In these records, how many lines contain "shown"? Please reply with the number only.

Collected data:
────────────────────
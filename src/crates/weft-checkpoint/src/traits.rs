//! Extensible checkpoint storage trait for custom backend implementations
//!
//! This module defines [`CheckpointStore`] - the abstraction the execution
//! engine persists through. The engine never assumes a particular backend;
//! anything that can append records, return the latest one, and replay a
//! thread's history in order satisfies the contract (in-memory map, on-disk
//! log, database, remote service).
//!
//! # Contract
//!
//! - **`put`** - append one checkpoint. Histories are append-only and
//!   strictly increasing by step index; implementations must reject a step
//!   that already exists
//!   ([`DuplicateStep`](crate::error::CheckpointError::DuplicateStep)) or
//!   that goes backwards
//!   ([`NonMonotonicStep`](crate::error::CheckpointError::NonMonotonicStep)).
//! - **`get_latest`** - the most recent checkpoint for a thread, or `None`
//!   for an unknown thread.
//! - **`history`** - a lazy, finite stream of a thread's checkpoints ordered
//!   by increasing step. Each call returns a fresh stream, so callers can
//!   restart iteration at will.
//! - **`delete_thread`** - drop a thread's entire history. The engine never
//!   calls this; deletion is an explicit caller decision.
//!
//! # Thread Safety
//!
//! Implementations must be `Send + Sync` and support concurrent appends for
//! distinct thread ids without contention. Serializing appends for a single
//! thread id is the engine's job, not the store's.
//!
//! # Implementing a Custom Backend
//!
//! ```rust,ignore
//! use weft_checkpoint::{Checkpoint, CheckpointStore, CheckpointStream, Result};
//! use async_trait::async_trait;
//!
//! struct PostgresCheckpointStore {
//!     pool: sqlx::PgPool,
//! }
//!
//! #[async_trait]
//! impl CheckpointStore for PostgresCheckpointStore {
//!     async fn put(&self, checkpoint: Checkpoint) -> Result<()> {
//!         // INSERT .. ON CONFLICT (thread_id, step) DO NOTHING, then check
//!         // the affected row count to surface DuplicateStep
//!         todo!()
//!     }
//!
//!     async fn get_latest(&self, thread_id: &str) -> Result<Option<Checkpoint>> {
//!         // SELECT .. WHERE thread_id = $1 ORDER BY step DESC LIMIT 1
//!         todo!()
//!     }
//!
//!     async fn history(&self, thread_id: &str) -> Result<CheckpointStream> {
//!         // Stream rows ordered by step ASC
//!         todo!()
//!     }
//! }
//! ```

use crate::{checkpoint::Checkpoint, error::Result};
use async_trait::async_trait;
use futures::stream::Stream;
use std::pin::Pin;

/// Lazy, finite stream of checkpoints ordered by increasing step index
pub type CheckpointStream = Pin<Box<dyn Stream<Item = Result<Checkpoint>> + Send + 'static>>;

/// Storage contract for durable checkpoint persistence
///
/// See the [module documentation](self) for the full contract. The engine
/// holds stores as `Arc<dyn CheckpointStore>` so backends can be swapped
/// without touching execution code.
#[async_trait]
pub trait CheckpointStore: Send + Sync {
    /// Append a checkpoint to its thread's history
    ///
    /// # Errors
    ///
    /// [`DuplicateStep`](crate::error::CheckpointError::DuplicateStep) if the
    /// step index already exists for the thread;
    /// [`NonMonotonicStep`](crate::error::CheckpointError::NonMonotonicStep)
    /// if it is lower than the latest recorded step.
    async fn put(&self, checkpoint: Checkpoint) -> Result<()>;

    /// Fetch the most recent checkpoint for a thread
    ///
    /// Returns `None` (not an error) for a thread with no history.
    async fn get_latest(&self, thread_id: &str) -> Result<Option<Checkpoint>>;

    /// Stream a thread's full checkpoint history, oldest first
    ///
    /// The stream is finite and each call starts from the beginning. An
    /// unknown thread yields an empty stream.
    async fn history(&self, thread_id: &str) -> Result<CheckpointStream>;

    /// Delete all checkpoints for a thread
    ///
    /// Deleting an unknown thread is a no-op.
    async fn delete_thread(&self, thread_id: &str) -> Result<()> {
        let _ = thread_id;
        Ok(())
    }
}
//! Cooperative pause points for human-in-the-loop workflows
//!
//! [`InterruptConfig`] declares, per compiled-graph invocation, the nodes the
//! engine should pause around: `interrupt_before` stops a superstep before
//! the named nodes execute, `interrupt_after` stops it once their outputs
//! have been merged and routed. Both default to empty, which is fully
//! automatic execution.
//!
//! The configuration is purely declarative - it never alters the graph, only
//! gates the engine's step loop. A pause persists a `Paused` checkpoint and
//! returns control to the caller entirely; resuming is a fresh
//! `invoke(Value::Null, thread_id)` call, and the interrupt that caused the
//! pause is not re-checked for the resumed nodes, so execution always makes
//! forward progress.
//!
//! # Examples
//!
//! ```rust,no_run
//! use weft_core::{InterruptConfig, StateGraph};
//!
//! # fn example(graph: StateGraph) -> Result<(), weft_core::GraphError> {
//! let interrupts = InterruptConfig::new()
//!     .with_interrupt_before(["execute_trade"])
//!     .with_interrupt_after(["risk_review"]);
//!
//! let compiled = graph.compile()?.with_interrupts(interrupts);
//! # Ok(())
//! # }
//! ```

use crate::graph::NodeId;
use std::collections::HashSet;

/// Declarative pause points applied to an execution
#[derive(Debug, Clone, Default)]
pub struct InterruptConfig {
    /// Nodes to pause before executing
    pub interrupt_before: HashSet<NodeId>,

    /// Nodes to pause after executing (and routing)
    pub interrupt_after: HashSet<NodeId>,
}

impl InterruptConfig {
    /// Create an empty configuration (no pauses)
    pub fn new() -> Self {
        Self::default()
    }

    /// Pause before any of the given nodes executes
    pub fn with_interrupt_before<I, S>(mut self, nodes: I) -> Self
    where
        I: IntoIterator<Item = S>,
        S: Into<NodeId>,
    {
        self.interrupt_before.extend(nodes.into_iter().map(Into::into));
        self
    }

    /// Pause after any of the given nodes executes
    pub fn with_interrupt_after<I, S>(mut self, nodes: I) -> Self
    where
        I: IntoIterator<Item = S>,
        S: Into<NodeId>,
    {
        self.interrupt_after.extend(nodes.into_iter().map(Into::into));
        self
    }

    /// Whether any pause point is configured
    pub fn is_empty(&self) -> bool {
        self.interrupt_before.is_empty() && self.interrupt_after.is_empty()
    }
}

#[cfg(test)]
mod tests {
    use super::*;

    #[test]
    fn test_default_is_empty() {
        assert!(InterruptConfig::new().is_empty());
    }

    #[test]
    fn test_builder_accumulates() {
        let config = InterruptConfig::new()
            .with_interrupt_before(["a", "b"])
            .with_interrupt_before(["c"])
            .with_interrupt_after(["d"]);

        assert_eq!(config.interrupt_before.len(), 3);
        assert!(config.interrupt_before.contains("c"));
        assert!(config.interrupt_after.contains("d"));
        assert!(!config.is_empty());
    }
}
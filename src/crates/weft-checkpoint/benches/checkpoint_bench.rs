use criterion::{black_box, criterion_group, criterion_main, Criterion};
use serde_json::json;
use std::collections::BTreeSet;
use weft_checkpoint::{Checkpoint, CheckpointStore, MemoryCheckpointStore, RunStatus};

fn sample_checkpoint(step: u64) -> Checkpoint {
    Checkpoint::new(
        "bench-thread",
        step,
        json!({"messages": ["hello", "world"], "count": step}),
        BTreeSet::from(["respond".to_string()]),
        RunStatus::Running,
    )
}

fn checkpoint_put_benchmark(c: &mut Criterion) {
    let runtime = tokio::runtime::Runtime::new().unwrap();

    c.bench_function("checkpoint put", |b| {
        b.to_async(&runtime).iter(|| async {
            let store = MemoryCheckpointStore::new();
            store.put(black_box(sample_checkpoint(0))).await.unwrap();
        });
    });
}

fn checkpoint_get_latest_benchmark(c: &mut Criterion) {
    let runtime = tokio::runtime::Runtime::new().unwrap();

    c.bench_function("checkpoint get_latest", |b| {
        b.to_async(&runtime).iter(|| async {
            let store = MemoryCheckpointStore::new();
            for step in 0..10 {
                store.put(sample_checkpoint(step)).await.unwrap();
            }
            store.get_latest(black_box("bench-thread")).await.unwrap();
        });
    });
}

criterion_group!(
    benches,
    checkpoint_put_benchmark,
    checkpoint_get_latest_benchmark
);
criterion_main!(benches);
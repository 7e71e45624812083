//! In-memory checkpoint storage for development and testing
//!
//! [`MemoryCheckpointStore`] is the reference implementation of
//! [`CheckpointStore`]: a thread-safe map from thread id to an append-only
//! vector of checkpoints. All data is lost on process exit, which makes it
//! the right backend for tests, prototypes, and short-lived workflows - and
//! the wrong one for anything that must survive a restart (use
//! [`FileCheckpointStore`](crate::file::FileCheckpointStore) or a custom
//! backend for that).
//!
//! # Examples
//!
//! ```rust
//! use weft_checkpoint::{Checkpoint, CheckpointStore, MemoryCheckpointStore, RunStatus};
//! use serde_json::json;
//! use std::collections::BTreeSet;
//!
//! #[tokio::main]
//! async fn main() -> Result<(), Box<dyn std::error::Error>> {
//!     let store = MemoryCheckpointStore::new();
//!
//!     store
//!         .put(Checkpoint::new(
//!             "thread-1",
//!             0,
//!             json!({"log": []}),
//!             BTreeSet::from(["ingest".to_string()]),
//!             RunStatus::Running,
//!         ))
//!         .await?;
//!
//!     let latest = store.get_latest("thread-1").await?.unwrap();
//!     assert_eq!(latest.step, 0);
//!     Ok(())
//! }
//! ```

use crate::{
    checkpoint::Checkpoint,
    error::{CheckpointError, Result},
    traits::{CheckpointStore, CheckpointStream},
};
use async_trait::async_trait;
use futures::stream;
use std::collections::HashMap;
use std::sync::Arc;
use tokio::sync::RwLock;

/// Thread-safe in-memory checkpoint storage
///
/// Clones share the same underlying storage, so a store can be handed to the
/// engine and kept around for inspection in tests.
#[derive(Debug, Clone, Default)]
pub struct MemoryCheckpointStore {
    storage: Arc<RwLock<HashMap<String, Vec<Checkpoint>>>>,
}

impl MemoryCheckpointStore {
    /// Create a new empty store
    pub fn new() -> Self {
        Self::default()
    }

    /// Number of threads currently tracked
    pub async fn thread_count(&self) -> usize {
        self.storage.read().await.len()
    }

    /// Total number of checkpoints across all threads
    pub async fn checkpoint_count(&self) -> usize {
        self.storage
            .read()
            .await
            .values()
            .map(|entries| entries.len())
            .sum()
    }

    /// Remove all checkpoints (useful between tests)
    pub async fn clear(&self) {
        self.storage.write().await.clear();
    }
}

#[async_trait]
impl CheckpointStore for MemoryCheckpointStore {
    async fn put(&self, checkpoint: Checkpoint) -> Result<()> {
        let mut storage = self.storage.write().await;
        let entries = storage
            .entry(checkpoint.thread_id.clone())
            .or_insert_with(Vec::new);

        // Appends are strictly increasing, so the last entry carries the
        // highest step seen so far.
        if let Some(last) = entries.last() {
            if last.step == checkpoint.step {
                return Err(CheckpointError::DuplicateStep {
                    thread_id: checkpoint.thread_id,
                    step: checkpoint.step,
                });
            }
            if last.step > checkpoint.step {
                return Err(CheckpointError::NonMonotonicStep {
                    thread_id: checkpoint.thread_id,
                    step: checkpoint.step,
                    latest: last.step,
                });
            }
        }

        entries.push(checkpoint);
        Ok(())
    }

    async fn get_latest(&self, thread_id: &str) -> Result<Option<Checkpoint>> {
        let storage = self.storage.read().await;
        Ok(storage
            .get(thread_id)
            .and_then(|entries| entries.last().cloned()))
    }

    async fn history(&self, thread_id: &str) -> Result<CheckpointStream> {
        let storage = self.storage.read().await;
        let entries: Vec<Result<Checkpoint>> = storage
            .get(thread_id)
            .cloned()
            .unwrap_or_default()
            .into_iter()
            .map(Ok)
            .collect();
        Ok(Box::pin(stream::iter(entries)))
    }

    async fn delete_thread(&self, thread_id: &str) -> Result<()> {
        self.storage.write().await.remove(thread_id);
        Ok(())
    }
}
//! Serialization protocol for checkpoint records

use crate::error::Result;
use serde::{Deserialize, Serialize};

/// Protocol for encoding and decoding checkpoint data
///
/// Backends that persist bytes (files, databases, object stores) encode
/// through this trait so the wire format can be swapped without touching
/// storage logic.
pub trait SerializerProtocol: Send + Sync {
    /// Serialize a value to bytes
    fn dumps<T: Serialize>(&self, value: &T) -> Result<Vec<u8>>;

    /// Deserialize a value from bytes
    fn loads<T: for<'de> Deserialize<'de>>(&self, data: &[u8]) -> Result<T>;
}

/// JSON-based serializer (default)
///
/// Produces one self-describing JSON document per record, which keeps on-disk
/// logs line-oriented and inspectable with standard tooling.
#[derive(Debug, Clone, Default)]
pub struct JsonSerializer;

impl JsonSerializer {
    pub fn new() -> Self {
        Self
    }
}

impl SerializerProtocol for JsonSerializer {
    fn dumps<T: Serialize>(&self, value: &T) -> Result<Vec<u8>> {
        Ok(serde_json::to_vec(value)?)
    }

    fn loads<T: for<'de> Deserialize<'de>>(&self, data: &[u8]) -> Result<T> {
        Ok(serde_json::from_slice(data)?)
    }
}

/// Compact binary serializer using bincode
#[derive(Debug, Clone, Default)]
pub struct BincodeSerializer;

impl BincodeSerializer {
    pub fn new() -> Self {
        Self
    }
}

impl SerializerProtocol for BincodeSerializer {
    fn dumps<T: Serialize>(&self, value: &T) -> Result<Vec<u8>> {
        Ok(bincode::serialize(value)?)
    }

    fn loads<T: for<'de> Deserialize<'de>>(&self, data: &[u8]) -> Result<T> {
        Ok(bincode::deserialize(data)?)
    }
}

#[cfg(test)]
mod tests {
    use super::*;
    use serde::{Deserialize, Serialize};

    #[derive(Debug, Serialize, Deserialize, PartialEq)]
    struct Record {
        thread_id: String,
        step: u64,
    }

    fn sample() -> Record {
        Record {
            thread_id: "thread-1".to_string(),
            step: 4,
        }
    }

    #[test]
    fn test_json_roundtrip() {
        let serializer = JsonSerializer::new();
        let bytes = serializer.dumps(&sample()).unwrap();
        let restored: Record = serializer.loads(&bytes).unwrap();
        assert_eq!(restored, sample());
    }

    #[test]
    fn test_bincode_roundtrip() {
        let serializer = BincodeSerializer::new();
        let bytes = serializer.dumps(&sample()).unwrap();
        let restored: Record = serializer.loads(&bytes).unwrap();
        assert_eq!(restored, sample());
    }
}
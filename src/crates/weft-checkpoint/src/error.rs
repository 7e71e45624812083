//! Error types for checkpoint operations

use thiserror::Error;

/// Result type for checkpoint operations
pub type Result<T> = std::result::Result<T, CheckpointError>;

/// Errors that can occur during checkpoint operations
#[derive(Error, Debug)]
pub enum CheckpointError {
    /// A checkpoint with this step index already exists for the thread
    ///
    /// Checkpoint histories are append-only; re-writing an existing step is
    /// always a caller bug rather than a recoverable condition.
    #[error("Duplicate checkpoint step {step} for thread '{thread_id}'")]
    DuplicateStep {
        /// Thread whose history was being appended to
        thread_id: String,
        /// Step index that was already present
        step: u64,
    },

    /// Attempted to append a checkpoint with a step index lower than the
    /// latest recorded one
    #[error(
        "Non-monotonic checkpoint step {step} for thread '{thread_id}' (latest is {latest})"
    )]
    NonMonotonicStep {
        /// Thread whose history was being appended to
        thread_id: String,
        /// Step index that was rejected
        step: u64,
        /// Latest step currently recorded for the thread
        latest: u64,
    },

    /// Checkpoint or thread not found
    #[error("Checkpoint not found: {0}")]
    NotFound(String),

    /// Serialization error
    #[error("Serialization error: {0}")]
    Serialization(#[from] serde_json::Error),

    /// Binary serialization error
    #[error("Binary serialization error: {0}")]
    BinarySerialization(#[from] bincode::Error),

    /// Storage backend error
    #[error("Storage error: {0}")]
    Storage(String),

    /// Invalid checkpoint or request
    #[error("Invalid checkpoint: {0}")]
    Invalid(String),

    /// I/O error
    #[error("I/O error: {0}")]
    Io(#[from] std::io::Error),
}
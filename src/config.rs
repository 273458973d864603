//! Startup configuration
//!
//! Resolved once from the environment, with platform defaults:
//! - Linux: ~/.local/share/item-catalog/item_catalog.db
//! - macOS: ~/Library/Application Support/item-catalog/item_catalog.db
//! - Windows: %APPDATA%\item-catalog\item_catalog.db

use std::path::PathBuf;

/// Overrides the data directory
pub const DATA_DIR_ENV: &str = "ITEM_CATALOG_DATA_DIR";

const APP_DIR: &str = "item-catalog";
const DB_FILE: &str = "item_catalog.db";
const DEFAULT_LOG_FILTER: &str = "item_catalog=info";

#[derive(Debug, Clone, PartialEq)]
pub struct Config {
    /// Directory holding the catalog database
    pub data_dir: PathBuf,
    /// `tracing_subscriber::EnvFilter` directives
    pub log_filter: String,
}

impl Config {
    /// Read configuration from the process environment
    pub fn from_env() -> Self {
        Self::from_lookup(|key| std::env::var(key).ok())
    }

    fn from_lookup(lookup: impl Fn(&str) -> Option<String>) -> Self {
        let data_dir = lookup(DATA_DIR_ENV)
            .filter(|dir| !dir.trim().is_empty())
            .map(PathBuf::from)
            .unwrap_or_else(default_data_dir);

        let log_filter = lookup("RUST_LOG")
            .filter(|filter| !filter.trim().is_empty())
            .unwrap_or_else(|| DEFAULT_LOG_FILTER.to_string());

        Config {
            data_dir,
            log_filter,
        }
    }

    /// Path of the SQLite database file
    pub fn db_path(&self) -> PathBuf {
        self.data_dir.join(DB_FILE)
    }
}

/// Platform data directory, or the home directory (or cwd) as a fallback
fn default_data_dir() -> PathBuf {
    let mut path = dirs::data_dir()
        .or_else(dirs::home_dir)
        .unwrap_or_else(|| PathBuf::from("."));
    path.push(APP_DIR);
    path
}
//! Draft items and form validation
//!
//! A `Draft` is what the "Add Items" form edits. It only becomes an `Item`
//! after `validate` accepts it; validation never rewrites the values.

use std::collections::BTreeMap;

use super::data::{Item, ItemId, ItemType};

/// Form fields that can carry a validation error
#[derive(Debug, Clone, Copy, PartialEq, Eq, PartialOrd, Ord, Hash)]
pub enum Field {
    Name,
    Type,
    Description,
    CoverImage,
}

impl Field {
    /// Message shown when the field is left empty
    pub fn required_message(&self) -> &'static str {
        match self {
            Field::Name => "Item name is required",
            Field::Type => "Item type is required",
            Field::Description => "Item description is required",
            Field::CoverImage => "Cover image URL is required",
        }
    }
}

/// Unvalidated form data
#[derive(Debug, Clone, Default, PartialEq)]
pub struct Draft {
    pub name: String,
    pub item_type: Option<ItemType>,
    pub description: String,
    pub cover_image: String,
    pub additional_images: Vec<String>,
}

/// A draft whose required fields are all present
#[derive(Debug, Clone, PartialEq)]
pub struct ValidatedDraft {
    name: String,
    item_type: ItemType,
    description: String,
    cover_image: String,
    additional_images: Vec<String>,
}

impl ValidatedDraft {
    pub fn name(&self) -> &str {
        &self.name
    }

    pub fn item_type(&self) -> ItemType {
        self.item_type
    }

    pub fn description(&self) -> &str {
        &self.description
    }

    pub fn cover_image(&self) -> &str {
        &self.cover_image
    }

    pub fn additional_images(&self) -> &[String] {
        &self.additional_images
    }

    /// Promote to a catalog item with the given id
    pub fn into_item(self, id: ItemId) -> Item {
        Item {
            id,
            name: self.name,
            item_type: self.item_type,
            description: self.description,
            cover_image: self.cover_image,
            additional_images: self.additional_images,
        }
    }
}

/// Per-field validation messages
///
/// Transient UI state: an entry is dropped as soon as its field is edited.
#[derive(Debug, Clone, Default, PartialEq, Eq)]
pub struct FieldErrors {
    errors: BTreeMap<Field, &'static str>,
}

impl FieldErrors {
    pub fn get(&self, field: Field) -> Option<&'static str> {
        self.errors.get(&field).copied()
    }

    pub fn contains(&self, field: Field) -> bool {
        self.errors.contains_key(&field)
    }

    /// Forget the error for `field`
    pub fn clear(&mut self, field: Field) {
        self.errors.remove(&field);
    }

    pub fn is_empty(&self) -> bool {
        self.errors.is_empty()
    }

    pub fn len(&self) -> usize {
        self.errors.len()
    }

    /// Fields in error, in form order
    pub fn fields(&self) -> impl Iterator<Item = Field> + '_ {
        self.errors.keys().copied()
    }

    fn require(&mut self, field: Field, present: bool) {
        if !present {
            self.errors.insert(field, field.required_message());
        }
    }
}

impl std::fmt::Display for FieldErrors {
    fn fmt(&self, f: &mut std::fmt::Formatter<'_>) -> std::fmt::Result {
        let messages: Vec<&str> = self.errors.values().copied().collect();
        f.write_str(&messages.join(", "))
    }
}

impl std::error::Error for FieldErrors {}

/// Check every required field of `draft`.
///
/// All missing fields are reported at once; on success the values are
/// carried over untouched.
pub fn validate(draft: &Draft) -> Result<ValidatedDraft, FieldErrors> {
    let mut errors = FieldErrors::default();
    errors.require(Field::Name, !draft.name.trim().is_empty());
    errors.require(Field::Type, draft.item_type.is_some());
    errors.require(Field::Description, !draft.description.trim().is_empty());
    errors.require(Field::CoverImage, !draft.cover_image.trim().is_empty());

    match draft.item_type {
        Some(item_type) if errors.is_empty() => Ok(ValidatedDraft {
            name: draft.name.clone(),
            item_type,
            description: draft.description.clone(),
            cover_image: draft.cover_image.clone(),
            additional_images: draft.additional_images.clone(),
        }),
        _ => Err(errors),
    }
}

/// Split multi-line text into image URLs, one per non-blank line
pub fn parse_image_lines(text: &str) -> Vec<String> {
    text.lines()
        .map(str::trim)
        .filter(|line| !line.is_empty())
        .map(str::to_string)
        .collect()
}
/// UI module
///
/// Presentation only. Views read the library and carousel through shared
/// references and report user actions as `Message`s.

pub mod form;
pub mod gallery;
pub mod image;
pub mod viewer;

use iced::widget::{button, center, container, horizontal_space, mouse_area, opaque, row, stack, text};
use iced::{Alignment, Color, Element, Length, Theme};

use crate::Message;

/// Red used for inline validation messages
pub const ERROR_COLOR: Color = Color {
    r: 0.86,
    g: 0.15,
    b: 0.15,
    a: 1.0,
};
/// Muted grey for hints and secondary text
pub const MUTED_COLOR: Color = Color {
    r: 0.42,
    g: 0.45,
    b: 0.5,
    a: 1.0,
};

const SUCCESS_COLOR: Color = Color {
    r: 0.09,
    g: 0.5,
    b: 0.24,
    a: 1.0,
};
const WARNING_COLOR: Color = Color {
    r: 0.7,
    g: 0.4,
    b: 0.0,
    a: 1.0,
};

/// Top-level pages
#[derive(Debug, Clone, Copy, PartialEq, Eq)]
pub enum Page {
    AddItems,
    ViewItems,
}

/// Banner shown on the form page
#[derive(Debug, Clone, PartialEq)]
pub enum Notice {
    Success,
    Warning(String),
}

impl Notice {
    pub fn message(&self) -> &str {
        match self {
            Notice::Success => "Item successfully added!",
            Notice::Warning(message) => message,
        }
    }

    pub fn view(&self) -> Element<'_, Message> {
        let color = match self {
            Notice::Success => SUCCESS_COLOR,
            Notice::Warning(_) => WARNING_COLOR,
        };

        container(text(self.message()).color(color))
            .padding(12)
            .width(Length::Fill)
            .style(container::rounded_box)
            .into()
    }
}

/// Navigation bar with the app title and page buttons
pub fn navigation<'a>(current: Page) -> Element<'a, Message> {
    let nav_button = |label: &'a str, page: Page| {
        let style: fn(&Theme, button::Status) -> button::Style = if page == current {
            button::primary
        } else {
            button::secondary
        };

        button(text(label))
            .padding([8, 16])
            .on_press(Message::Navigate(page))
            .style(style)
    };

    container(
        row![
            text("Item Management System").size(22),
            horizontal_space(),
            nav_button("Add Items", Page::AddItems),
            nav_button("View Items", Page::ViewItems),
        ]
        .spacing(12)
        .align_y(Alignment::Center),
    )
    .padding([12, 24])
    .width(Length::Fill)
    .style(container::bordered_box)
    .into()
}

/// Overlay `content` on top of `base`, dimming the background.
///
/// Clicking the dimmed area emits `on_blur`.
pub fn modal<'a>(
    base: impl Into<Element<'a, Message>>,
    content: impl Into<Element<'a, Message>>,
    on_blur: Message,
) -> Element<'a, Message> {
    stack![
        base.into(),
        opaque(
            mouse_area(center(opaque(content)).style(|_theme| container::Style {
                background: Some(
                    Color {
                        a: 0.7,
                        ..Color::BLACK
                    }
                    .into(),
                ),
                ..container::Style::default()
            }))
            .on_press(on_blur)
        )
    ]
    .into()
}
────────────────────
## EXERCISE SOLUTION
2